→ **Task item**:
For the entries below, print exactly the lines between the line holding "self.request_stop();" and the line holding "compact status rendering.", inclusive, and nothing else.

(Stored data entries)
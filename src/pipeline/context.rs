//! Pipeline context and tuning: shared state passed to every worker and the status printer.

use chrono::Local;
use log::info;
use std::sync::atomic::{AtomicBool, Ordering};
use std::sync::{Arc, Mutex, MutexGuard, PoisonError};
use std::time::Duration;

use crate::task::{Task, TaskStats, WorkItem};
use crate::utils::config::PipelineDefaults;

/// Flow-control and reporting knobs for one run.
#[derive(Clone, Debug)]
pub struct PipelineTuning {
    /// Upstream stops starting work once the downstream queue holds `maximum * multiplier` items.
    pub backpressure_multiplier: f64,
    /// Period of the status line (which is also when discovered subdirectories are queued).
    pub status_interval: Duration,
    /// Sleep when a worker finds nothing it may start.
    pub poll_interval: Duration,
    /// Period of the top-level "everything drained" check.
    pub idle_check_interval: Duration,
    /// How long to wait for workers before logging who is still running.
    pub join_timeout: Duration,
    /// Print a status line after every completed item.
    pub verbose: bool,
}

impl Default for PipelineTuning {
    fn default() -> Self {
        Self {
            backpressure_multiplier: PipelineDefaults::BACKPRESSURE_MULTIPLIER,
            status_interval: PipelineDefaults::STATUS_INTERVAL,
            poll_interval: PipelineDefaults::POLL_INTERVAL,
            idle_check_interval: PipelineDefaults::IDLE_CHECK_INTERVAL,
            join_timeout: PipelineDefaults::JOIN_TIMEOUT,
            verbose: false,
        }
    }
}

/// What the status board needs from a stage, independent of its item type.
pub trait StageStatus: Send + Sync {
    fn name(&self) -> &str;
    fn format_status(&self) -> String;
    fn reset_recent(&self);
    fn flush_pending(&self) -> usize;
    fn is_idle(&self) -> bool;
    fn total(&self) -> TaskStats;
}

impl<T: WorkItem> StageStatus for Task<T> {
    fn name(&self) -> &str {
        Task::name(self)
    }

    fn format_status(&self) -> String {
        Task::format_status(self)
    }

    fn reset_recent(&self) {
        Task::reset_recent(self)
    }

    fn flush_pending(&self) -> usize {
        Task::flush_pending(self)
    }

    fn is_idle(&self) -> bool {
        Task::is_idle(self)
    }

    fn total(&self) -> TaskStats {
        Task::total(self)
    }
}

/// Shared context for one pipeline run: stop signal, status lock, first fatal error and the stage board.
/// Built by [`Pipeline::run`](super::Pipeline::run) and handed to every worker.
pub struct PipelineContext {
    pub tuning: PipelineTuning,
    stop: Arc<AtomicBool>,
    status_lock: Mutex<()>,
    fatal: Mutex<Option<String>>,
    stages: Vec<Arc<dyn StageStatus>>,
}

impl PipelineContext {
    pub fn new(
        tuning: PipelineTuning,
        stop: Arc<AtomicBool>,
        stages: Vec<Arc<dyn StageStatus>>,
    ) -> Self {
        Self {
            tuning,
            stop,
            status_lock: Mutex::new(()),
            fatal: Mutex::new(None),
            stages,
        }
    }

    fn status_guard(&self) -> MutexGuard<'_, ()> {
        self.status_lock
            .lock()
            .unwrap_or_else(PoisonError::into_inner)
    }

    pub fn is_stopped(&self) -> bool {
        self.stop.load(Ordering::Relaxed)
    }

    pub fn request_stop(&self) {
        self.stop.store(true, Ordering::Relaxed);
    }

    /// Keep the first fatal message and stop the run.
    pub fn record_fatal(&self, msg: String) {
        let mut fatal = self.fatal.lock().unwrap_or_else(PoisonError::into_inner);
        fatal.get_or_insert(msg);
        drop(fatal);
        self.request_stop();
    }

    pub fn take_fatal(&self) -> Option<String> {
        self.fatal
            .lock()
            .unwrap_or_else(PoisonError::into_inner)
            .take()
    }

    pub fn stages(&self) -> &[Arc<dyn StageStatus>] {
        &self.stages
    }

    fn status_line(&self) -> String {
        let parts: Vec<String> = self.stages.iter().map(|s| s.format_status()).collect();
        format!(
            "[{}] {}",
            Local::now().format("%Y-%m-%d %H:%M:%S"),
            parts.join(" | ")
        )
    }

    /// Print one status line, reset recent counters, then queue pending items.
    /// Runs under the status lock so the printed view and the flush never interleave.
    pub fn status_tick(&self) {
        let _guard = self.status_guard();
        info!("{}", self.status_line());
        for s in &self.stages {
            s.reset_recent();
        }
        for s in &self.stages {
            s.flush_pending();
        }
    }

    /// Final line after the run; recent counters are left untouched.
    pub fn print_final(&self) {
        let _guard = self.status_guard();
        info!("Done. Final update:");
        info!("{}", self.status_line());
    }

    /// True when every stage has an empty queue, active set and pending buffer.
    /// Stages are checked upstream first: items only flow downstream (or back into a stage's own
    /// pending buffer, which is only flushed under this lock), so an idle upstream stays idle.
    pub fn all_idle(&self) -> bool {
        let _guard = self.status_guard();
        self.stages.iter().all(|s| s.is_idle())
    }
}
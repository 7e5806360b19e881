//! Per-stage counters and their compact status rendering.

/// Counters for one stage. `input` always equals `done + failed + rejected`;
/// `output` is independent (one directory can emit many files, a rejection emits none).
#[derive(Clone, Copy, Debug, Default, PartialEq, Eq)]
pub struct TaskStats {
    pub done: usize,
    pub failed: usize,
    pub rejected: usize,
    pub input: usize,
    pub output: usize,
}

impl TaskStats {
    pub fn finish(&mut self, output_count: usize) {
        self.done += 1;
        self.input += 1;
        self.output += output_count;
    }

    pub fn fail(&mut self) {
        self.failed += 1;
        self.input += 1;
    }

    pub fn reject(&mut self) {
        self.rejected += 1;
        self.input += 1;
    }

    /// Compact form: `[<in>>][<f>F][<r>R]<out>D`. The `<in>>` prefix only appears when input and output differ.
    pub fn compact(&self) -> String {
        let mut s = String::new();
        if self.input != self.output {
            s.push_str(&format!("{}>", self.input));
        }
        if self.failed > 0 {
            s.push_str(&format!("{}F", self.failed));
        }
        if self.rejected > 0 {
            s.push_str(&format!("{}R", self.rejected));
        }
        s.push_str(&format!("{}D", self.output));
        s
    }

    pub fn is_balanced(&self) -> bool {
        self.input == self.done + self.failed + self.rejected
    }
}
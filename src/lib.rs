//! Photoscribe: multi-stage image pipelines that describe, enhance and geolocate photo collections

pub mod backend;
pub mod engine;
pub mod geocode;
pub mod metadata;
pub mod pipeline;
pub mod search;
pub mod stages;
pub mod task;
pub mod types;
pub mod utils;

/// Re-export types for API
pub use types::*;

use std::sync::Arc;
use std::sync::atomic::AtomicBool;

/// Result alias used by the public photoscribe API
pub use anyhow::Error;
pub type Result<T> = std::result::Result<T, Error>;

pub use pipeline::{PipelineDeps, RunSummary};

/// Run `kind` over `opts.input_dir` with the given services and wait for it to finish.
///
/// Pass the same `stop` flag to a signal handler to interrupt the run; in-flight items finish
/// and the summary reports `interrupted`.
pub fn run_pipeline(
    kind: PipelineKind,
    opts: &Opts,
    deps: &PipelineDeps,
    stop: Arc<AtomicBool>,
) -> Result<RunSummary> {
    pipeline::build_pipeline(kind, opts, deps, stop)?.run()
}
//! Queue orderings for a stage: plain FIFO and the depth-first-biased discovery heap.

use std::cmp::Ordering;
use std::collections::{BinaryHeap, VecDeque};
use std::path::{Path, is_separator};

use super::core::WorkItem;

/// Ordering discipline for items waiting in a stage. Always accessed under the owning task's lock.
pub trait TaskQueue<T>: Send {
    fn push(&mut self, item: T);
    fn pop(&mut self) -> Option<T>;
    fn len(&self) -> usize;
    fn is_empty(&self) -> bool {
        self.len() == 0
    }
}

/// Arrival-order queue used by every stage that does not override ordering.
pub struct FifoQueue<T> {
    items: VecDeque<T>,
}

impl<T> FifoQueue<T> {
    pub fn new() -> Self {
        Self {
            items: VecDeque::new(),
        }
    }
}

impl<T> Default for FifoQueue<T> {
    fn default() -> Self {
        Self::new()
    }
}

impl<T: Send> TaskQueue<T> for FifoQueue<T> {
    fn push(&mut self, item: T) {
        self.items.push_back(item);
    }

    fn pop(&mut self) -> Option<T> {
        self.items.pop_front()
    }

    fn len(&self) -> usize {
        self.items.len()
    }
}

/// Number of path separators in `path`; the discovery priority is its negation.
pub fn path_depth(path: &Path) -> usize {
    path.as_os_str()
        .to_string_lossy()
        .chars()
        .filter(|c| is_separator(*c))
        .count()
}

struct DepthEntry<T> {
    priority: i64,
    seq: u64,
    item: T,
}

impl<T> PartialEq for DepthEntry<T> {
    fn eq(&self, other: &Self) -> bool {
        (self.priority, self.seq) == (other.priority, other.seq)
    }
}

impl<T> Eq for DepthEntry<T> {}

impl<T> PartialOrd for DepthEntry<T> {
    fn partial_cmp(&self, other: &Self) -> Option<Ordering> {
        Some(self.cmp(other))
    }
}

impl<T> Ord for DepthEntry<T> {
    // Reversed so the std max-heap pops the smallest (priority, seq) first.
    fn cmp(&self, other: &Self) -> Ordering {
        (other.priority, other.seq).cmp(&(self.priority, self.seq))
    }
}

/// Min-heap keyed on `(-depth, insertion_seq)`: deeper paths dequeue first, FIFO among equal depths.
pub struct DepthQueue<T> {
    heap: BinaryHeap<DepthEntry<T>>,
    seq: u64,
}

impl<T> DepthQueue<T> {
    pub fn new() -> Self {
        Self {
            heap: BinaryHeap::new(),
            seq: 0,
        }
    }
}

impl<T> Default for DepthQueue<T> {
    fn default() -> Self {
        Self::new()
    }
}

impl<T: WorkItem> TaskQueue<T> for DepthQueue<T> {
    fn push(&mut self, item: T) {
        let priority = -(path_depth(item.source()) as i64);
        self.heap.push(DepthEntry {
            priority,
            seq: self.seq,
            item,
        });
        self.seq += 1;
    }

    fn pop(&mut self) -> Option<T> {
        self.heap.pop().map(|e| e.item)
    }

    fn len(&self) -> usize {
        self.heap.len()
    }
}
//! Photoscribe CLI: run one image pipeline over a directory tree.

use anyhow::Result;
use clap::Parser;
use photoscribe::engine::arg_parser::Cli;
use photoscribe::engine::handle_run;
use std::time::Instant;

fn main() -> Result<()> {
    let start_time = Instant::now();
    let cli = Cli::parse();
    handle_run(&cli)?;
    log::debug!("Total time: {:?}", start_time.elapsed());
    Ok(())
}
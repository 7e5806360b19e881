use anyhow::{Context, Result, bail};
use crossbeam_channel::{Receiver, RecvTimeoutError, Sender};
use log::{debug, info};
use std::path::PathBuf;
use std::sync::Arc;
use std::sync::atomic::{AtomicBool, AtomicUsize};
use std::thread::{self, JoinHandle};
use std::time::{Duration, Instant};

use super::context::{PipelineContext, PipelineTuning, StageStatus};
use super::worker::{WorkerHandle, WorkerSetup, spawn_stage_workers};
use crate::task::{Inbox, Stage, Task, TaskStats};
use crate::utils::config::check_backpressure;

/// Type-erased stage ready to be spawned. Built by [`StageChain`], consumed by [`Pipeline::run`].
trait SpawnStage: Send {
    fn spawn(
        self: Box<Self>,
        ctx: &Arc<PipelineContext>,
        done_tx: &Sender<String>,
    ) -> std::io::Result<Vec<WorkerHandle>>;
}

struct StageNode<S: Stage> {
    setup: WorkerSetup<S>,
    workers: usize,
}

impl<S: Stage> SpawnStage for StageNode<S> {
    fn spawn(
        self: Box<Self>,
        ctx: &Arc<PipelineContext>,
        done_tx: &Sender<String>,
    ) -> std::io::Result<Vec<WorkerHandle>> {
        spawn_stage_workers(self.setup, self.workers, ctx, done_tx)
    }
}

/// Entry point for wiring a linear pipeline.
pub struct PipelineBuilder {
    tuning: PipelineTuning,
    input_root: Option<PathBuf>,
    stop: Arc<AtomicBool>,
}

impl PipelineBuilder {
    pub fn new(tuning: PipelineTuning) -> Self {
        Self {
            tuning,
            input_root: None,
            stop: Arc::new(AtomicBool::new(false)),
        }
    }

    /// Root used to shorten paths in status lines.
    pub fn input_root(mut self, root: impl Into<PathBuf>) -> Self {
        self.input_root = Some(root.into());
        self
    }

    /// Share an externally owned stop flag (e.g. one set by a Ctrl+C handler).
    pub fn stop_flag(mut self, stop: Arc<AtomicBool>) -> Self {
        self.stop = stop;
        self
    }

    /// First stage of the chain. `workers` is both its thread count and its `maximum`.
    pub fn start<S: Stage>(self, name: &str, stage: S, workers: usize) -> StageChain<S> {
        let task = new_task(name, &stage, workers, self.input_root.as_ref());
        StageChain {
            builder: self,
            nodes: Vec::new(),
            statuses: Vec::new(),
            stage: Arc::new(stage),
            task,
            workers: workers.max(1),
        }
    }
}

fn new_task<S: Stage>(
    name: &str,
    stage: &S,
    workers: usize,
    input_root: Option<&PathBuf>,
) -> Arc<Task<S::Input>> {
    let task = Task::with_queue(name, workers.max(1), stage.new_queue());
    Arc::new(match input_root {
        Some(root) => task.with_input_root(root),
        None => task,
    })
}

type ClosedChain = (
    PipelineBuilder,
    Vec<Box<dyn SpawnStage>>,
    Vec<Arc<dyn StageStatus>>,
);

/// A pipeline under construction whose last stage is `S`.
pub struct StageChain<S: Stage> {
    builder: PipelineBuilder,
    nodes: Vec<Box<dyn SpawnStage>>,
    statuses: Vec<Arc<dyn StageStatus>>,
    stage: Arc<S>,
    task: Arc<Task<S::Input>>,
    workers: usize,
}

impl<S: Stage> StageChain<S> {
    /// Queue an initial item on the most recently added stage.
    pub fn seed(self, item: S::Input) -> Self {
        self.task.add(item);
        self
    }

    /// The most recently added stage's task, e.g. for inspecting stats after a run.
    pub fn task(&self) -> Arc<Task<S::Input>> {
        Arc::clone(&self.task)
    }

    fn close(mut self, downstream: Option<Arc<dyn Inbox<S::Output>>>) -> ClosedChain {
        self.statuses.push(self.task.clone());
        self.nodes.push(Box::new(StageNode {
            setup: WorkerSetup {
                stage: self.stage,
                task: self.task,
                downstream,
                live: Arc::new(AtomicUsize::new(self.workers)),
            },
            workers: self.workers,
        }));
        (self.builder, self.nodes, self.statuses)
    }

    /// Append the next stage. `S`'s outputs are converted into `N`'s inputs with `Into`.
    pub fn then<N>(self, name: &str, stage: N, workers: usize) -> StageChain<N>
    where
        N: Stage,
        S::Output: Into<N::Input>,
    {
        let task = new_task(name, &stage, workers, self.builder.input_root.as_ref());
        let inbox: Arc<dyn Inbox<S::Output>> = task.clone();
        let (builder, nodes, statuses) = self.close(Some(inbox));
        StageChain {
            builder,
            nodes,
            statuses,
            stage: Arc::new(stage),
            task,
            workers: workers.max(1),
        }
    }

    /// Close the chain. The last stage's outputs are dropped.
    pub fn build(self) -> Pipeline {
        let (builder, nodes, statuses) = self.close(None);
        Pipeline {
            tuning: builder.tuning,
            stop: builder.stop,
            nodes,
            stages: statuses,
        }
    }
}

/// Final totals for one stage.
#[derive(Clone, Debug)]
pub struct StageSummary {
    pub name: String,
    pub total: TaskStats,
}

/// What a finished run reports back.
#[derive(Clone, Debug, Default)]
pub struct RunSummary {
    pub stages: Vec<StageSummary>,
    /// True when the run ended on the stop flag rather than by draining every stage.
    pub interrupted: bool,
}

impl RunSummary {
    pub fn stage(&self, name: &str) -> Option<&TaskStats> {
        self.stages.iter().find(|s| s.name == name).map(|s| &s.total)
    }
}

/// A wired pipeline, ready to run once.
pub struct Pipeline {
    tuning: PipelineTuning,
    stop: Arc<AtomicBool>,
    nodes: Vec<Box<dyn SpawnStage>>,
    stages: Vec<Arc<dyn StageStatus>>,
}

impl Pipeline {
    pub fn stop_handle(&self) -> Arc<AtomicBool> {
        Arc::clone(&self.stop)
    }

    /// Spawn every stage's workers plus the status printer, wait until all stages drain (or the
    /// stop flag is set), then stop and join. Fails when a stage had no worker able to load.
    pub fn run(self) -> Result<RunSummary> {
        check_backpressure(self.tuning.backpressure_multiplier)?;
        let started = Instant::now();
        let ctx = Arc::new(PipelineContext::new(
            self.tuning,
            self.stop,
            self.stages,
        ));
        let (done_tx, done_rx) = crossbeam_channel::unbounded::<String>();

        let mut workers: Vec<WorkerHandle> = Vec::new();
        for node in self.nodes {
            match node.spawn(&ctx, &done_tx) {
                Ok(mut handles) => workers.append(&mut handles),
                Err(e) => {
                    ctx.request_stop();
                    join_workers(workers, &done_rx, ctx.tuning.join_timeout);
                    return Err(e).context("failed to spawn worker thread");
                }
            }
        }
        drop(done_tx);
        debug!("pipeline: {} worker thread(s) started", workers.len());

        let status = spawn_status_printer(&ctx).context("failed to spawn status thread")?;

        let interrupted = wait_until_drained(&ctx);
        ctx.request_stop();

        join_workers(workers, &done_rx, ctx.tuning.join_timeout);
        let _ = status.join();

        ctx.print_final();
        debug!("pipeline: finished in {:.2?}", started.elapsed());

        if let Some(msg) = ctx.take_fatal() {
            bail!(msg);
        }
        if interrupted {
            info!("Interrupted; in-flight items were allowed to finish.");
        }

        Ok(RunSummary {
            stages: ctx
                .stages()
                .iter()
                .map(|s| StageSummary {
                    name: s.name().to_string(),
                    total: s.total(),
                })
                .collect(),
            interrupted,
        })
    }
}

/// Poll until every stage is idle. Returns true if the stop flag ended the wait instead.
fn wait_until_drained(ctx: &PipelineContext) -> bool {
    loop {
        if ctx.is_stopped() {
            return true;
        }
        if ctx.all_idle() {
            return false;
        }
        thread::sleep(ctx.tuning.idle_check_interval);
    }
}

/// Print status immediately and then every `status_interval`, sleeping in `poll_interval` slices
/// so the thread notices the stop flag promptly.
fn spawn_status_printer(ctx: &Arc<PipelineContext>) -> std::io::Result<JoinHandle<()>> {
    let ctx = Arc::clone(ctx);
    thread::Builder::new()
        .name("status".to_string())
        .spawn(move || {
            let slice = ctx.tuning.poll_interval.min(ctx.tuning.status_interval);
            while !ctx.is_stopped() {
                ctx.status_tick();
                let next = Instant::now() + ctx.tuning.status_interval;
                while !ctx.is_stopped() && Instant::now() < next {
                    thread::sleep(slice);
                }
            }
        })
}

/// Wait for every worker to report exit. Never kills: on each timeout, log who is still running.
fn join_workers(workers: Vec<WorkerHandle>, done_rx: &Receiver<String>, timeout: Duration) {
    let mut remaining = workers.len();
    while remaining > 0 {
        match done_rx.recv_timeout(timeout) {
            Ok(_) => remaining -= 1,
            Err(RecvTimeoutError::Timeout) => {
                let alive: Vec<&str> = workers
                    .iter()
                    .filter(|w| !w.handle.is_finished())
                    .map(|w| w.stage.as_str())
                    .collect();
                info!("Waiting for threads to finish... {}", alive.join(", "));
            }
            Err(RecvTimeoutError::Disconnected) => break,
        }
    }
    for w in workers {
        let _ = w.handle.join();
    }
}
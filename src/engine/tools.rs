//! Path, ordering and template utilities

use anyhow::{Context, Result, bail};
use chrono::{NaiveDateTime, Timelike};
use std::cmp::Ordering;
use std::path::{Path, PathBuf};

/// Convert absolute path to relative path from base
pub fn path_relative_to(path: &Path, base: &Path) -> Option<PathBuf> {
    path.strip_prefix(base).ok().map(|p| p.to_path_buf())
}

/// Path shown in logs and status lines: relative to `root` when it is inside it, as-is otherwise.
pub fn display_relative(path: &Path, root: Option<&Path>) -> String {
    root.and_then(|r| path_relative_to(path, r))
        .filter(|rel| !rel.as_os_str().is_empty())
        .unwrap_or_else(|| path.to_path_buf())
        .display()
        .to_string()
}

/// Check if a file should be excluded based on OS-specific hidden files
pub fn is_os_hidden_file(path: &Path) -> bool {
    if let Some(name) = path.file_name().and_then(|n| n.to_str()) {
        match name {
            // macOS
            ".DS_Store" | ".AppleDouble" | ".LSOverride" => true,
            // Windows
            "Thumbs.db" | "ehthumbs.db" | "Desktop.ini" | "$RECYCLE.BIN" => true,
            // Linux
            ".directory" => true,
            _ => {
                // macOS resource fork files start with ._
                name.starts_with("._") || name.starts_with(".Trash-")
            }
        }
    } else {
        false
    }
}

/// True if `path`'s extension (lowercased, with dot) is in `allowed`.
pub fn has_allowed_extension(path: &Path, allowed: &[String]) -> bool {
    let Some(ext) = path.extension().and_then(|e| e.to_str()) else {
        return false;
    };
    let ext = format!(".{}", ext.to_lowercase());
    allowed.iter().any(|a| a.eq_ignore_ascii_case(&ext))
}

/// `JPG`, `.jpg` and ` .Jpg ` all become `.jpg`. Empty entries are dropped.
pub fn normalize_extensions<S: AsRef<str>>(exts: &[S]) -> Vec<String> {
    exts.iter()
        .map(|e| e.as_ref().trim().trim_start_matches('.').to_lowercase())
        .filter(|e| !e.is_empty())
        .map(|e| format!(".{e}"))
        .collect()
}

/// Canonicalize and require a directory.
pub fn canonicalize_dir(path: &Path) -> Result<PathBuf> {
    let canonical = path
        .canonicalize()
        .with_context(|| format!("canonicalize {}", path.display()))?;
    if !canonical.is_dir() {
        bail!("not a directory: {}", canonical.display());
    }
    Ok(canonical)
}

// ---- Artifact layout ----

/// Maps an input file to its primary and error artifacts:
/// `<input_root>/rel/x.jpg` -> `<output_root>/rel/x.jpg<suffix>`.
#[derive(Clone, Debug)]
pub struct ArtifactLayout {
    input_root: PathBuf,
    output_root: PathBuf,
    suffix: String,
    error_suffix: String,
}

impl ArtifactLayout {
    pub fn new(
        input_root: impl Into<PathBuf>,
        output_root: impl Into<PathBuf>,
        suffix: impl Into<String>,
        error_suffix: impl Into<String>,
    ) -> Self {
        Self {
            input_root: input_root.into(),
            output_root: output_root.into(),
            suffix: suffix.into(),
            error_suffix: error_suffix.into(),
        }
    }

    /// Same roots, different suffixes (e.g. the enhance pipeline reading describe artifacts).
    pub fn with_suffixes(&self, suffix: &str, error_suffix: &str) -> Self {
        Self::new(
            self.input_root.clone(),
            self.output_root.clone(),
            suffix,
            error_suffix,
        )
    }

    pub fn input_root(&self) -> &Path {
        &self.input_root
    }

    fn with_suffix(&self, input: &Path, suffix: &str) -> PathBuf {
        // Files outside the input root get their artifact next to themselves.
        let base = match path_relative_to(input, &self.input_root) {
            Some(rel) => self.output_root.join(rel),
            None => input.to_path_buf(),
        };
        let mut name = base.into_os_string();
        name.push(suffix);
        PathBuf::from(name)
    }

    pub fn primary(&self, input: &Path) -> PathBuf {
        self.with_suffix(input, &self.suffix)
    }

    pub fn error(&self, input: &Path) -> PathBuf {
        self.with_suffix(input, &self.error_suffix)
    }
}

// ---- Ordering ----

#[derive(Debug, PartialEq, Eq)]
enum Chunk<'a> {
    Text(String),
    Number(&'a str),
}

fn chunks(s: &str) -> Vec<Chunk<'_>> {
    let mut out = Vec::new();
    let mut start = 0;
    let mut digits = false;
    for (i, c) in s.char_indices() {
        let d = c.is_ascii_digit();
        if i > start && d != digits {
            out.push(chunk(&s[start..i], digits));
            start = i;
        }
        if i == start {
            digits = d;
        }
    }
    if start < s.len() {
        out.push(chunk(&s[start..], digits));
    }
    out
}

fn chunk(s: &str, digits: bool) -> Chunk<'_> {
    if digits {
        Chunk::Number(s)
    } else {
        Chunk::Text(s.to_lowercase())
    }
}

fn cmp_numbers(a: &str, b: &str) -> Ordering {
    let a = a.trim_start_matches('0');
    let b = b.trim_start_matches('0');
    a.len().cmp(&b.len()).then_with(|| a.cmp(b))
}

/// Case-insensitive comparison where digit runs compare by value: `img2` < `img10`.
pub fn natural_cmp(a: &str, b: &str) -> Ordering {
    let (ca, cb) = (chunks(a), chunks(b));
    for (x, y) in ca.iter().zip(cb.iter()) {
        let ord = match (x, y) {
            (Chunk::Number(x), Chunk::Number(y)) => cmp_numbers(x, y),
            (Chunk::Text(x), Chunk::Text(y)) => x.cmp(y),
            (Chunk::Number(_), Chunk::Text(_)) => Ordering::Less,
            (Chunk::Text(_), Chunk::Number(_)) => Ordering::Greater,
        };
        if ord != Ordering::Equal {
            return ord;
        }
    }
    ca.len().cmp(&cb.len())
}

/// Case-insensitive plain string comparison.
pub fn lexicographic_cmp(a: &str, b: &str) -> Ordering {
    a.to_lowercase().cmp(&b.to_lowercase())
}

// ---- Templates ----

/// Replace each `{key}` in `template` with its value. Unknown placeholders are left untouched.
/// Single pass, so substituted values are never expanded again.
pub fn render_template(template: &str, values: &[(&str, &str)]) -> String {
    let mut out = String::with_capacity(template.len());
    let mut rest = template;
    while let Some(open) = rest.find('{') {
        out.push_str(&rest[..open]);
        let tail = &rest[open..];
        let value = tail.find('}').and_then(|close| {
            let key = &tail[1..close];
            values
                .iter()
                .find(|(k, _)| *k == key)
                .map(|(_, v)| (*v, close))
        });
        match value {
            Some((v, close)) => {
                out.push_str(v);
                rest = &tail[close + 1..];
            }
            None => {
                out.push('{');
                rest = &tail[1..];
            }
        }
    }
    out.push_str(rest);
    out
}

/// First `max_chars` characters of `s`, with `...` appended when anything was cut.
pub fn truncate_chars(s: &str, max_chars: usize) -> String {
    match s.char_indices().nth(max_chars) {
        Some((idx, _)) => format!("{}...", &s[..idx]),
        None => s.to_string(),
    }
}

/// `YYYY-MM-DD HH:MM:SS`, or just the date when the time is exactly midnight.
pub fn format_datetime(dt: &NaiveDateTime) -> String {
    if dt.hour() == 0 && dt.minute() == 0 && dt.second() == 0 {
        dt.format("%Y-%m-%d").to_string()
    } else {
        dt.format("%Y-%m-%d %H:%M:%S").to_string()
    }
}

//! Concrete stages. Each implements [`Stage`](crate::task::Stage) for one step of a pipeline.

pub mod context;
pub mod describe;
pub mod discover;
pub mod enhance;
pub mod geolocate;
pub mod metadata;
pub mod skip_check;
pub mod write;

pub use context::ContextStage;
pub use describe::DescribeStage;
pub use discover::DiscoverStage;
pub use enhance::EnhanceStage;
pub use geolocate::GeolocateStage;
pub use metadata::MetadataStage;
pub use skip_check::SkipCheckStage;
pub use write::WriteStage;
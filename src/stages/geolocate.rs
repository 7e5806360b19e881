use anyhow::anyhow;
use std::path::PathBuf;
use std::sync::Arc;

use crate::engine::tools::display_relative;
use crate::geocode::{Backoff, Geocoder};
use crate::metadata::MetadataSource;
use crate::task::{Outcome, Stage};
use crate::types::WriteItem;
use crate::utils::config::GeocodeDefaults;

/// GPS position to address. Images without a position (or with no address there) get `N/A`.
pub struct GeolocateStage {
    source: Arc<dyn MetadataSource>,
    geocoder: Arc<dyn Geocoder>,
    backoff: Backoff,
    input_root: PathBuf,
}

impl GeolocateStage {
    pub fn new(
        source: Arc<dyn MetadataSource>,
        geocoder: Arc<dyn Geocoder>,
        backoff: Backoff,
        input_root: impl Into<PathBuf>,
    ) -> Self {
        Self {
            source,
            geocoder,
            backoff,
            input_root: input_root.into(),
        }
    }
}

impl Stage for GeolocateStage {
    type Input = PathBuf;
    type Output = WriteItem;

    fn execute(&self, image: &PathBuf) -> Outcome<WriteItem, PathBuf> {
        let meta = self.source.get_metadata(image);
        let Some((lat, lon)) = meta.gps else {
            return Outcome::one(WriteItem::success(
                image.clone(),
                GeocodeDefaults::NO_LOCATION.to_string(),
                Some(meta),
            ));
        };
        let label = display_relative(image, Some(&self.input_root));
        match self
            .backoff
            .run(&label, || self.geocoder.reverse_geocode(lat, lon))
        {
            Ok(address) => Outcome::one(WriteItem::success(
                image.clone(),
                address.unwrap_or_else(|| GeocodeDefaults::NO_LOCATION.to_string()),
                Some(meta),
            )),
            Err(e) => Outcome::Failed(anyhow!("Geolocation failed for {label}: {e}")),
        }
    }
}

→ **Reply to the exercise**:
        self.request_stop();
    }

    pub fn take_fatal(&self) -> Option<String> {
        self.fatal
            .lock()
            .unwrap_or_else(PoisonError::into_inner)
            .take()
    }

    pub fn stages(&self) -> &[Arc<dyn StageStatus>] {
        &self.stages
    }

    fn status_line(&self) -> String {
        let parts: Vec<String> = self.stages.iter().map(|s| s.format_status()).collect();
        format!(
            "[{}] {}",
            Local::now().format("%Y-%m-%d %H:%M:%S"),
            parts.join(" | ")
        )
    }

    /// Print one status line, reset recent counters, then queue pending items.
    /// Runs under the status lock so the printed view and the flush never interleave.
    pub fn status_tick(&self) {
        let _guard = self.status_guard();
        info!("{}", self.status_line());
        for s in &self.stages {
            s.reset_recent();
        }
        for s in &self.stages {
            s.flush_pending();
        }
    }

    /// Final line after the run; recent counters are left untouched.
    pub fn print_final(&self) {
        let _guard = self.status_guard();
        info!("Done. Final update:");
        info!("{}", self.status_line());
    }

    /// True when every stage has an empty queue, active set and pending buffer.
    /// Stages are checked upstream first: items only flow downstream (or back into a stage's own
    /// pending buffer, which is only flushed under this lock), so an idle upstream stays idle.
    pub fn all_idle(&self) -> bool {
        let _guard = self.status_guard();
        self.stages.iter().all(|s| s.is_idle())
    }
}
repository 7e5806360b19e881
//! Per-stage counters and their compact status rendering.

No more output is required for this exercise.